The March 2010 Absolute Return Letter (pdf) picks up the national income accounting identity mentioned earlier:
( T - G ) + ( Y - T - C - I ) + ( M - X ) = 0
Where:
T Taxes
G Government Spending
Y GDP
C Private Consumption
I Private Investments
M Imports
X Exports
In other words, the sum of net inflows of money into the stock of capital of a country’s economy from the government, the private sector and foreign investors (that counterbalance the net imports) is always zero, unless there is creation of paper money within a country or a change in foreign reserves.
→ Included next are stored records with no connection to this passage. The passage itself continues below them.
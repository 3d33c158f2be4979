pub mod content;
pub mod credential;

pub use content::SqlxContentRepository;
pub use credential::SqlxCredentialPersistence;
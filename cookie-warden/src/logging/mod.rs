//! Logging setup with a reloadable filter and daily log files.
//!
//! - Console and file output with local-time timestamps
//! - Filter from `RUST_LOG`, else the config, else [`DEFAULT_LOG_FILTER`]
//! - Daily retention cleanup of rolled files

use chrono::{Local, Utc};
use std::path::{Path, PathBuf};
use std::sync::Arc;
use std::time::Duration;
use tokio::task::JoinHandle;
use tokio_util::sync::CancellationToken;
use tracing::{debug, info, warn};
use tracing_appender::non_blocking::WorkerGuard;
use tracing_subscriber::{
    EnvFilter,
    fmt::{self, format::Writer, time::FormatTime},
    layer::SubscriberExt,
    reload::{self, Handle},
    util::SubscriberInitExt,
};

use crate::config::LoggingConfig;

pub const DEFAULT_LOG_FILTER: &str = "cookie_warden=info,warden_platforms=info,sqlx=warn";

/// Rolled files are named `{LOG_FILE_PREFIX}.YYYY-MM-DD`.
pub const LOG_FILE_PREFIX: &str = "cookie-warden.log";

const LOG_RETENTION_DAYS: i64 = 7;

#[derive(Debug, Clone, Copy)]
struct LocalTimer;

impl FormatTime for LocalTimer {
    fn format_time(&self, w: &mut Writer<'_>) -> std::fmt::Result {
        let now = Local::now();
        write!(w, "{}", now.format("%Y-%m-%dT%H:%M:%S%.3f%:z"))
    }
}

pub type FilterHandle = Handle<EnvFilter, tracing_subscriber::Registry>;

/// Runtime handle to the installed subscriber.
pub struct LoggingHandle {
    handle: FilterHandle,
    log_dir: PathBuf,
}

impl LoggingHandle {
    pub fn get_filter(&self) -> String {
        self.handle
            .with_current(|filter| filter.to_string())
            .unwrap_or_default()
    }

    pub fn set_filter(&self, directive: &str) -> crate::Result<()> {
        let new_filter = EnvFilter::try_new(directive)
            .map_err(|e| crate::Error::Other(format!("Invalid filter directive: {}", e)))?;

        self.handle
            .reload(new_filter)
            .map_err(|e| crate::Error::Other(format!("Failed to reload filter: {}", e)))?;

        info!(directive = %directive, "Log filter updated");
        Ok(())
    }

    pub fn log_dir(&self) -> &Path {
        &self.log_dir
    }

    /// Delete rolled log files older than seven days, once a day.
    pub fn start_retention_cleanup(self: &Arc<Self>, cancel_token: CancellationToken) -> JoinHandle<()> {
        let log_dir = self.log_dir.clone();

        tokio::spawn(async move {
            let cleanup_interval = Duration::from_secs(24 * 60 * 60);

            loop {
                tokio::select! {
                    _ = cancel_token.cancelled() => {
                        debug!("Log retention cleanup task shutting down");
                        break;
                    }
                    _ = tokio::time::sleep(cleanup_interval) => {
                        if let Err(e) = cleanup_old_logs(&log_dir, LOG_RETENTION_DAYS).await {
                            warn!(error = %e, "Failed to cleanup old logs");
                        }
                    }
                }
            }
        })
    }
}

async fn cleanup_old_logs(log_dir: &Path, retention_days: i64) -> std::io::Result<usize> {
    let cutoff = (Utc::now() - chrono::Duration::days(retention_days)).date_naive();
    let prefix = format!("{LOG_FILE_PREFIX}.");

    let mut entries = tokio::fs::read_dir(log_dir).await?;
    let mut deleted_count = 0;

    while let Some(entry) = entries.next_entry().await? {
        let path = entry.path();
        if !entry.file_type().await?.is_file() {
            continue;
        }

        let Some(date_str) = path
            .file_name()
            .and_then(|n| n.to_str())
            .and_then(|n| n.strip_prefix(&prefix))
        else {
            continue;
        };

        let Ok(file_date) = chrono::NaiveDate::parse_from_str(date_str, "%Y-%m-%d") else {
            continue;
        };

        if file_date < cutoff {
            match tokio::fs::remove_file(&path).await {
                Ok(()) => {
                    deleted_count += 1;
                    debug!(path = %path.display(), "Deleted old log file");
                }
                Err(e) => {
                    warn!(path = %path.display(), error = %e, "Failed to delete old log file")
                }
            }
        }
    }

    if deleted_count > 0 {
        info!(count = deleted_count, "Cleaned up old log files");
    }

    Ok(deleted_count)
}

fn initial_filter(config: &LoggingConfig) -> EnvFilter {
    if let Ok(filter) = EnvFilter::try_from_default_env() {
        return filter;
    }
    config
        .filter
        .as_deref()
        .and_then(|directive| EnvFilter::try_new(directive).ok())
        .unwrap_or_else(|| EnvFilter::new(DEFAULT_LOG_FILTER))
}

/// Install the global subscriber.
///
/// Keep the returned guard alive for the lifetime of the process or buffered
/// file output is lost.
pub fn init_logging(config: &LoggingConfig) -> crate::Result<(Arc<LoggingHandle>, WorkerGuard)> {
    let log_path = config.directory.clone();
    std::fs::create_dir_all(&log_path)?;

    let file_appender = tracing_appender::rolling::daily(&log_path, LOG_FILE_PREFIX);
    let (non_blocking, guard) = tracing_appender::non_blocking(file_appender);

    let (filter_layer, filter_handle) = reload::Layer::new(initial_filter(config));

    let json_file = config.json.then(|| {
        fmt::layer()
            .json()
            .with_writer(non_blocking.clone())
            .with_timer(LocalTimer)
    });
    let text_file = (!config.json).then(|| {
        fmt::layer()
            .with_writer(non_blocking)
            .with_ansi(false)
            .with_timer(LocalTimer)
    });

    tracing_subscriber::registry()
        .with(filter_layer)
        .with(fmt::layer().with_ansi(true).with_timer(LocalTimer))
        .with(json_file)
        .with(text_file)
        .try_init()
        .map_err(|e| {
            crate::Error::Other(format!("Failed to set global default subscriber: {}", e))
        })?;

    let handle = Arc::new(LoggingHandle {
        handle: filter_handle,
        log_dir: log_path,
    });

    Ok((handle, guard))
}

#[cfg(test)]
mod tests {
    use super::*;

    #[test]
    fn test_default_filter_parses() {
        assert!(EnvFilter::try_new(DEFAULT_LOG_FILTER).is_ok());
    }

    #[tokio::test]
    async fn test_cleanup_removes_only_old_rolled_files() {
        let dir = tempfile::tempdir().unwrap();
        let old = (Utc::now() - chrono::Duration::days(30)).format("%Y-%m-%d");
        let today = Utc::now().format("%Y-%m-%d");

        std::fs::write(dir.path().join(format!("{LOG_FILE_PREFIX}.{old}")), "x").unwrap();
        std::fs::write(dir.path().join(format!("{LOG_FILE_PREFIX}.{today}")), "x").unwrap();
        std::fs::write(dir.path().join("notes.txt"), "x").unwrap();

        let deleted = cleanup_old_logs(dir.path(), LOG_RETENTION_DAYS).await.unwrap();
        assert_eq!(deleted, 1);
        assert_eq!(std::fs::read_dir(dir.path()).unwrap().count(), 2);
    }
}
//! Credential error types.

use std::time::Duration;

use thiserror::Error;
use warden_platforms::bilibili::CookieRefreshError;

/// Errors that can occur during credential operations.
#[derive(Debug, Error)]
pub enum CredentialError {
    /// Missing required cookie.
    #[error("Missing required cookie: {0}")]
    MissingCookie(&'static str),

    /// Missing refresh token - re-login required.
    #[error("Missing refresh token - re-login required")]
    MissingRefreshToken,

    /// The service reports the session as logged out.
    #[error("Invalid credentials: {0}")]
    InvalidCredentials(String),

    /// The correspond page did not carry the one-time refresh token.
    #[error("Challenge token not found in correspond page (HTTP {status})")]
    ChallengeTokenNotFound { status: u16 },

    /// Required cookies never showed up in the browser jar.
    #[error("Browser refresh timed out after {waited:?}; missing cookies: {missing:?}")]
    BrowserTimeout {
        waited: Duration,
        missing: Vec<String>,
    },

    /// The server refused the rotation or the post-refresh probe failed.
    #[error("Refresh rejected: {0}")]
    RefreshRejected(String),

    /// Browser automation failure.
    #[error("Browser error: {0}")]
    Browser(String),

    /// Crypto error.
    #[error("Crypto error: {0}")]
    Crypto(String),

    /// Network error.
    #[error("Network error: {0}")]
    Network(#[from] reqwest::Error),

    /// Parse error.
    #[error("Parse error: {0}")]
    Parse(String),

    /// Durable storage failed.
    #[error("Persistence error: {0}")]
    Persistence(String),

    /// No credential could be loaded for the target.
    #[error("No credential stored for target {0}")]
    NoCredentials(String),
}

impl CredentialError {
    /// Check if this error requires manual re-login.
    pub fn requires_relogin(&self) -> bool {
        matches!(
            self,
            Self::MissingCookie(_)
                | Self::MissingRefreshToken
                | Self::InvalidCredentials(_)
                | Self::NoCredentials(_)
        )
    }

    /// Check if this error is transient and may be retried.
    pub fn is_transient(&self) -> bool {
        matches!(
            self,
            Self::Network(_) | Self::Parse(_) | Self::Browser(_) | Self::BrowserTimeout { .. }
        )
    }
}

impl From<CookieRefreshError> for CredentialError {
    fn from(err: CookieRefreshError) -> Self {
        match err {
            CookieRefreshError::Network(e) => Self::Network(e),
            CookieRefreshError::Parse(msg) => Self::Parse(msg),
            CookieRefreshError::Crypto(msg) => Self::Crypto(msg),
            CookieRefreshError::MissingCookie(name) => Self::MissingCookie(name),
            CookieRefreshError::MissingRefreshToken => Self::MissingRefreshToken,
            CookieRefreshError::RefreshCsrfNotFound { status } => {
                Self::ChallengeTokenNotFound { status }
            }
            CookieRefreshError::NotLoggedIn => Self::InvalidCredentials("not logged in".into()),
            CookieRefreshError::Rejected { code, message } => {
                Self::RefreshRejected(format!("{message} ({code})"))
            }
        }
    }
}

impl From<sqlx::Error> for CredentialError {
    fn from(err: sqlx::Error) -> Self {
        Self::Persistence(err.to_string())
    }
}

impl From<crate::Error> for CredentialError {
    fn from(err: crate::Error) -> Self {
        Self::Persistence(err.to_string())
    }
}

#[cfg(test)]
mod tests {
    use super::*;

    #[test]
    fn test_classification() {
        assert!(CredentialError::MissingRefreshToken.requires_relogin());
        assert!(!CredentialError::MissingRefreshToken.is_transient());

        let timeout = CredentialError::BrowserTimeout {
            waited: Duration::from_secs(40),
            missing: vec!["XSRF-TOKEN".into()],
        };
        assert!(timeout.is_transient());
        assert!(!timeout.requires_relogin());
    }

    #[test]
    fn test_missing_marker_maps_to_challenge_error() {
        let err: CredentialError = CookieRefreshError::RefreshCsrfNotFound { status: 200 }.into();
        assert!(matches!(
            err,
            CredentialError::ChallengeTokenNotFound { status: 200 }
        ));
    }
}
That entails that as the consumer spending retrenches (and private savings go up) during the ongoing balance sheet recession, government deficit must worsen and/or the country must reduce its current account deficit (i.e. reduce net foreign capital inflows). Another way to look at it is that every dollar saved flows back (as a mathematical identity) to finance additional government debt and foreign capital outflows.
The global economy is messing up GDP and balance of payment accounting. Think about US companies building their factories in China, whose revenues are included in the Chinese GDP and whose exports from China are added in the Chinese current account.
For all the huge trade surplus that China is purportedly ‘enjoying’ it turns out that little benefit is being derived from it. Over 50% of China’s exports are produced by foreign corporations.
As I previously said, Central Bank of Italy keeps publishing balance of payment reports with error and omissions as large as Italy’s financial account at €26 billion (vs €1 billion last year). Weird-o!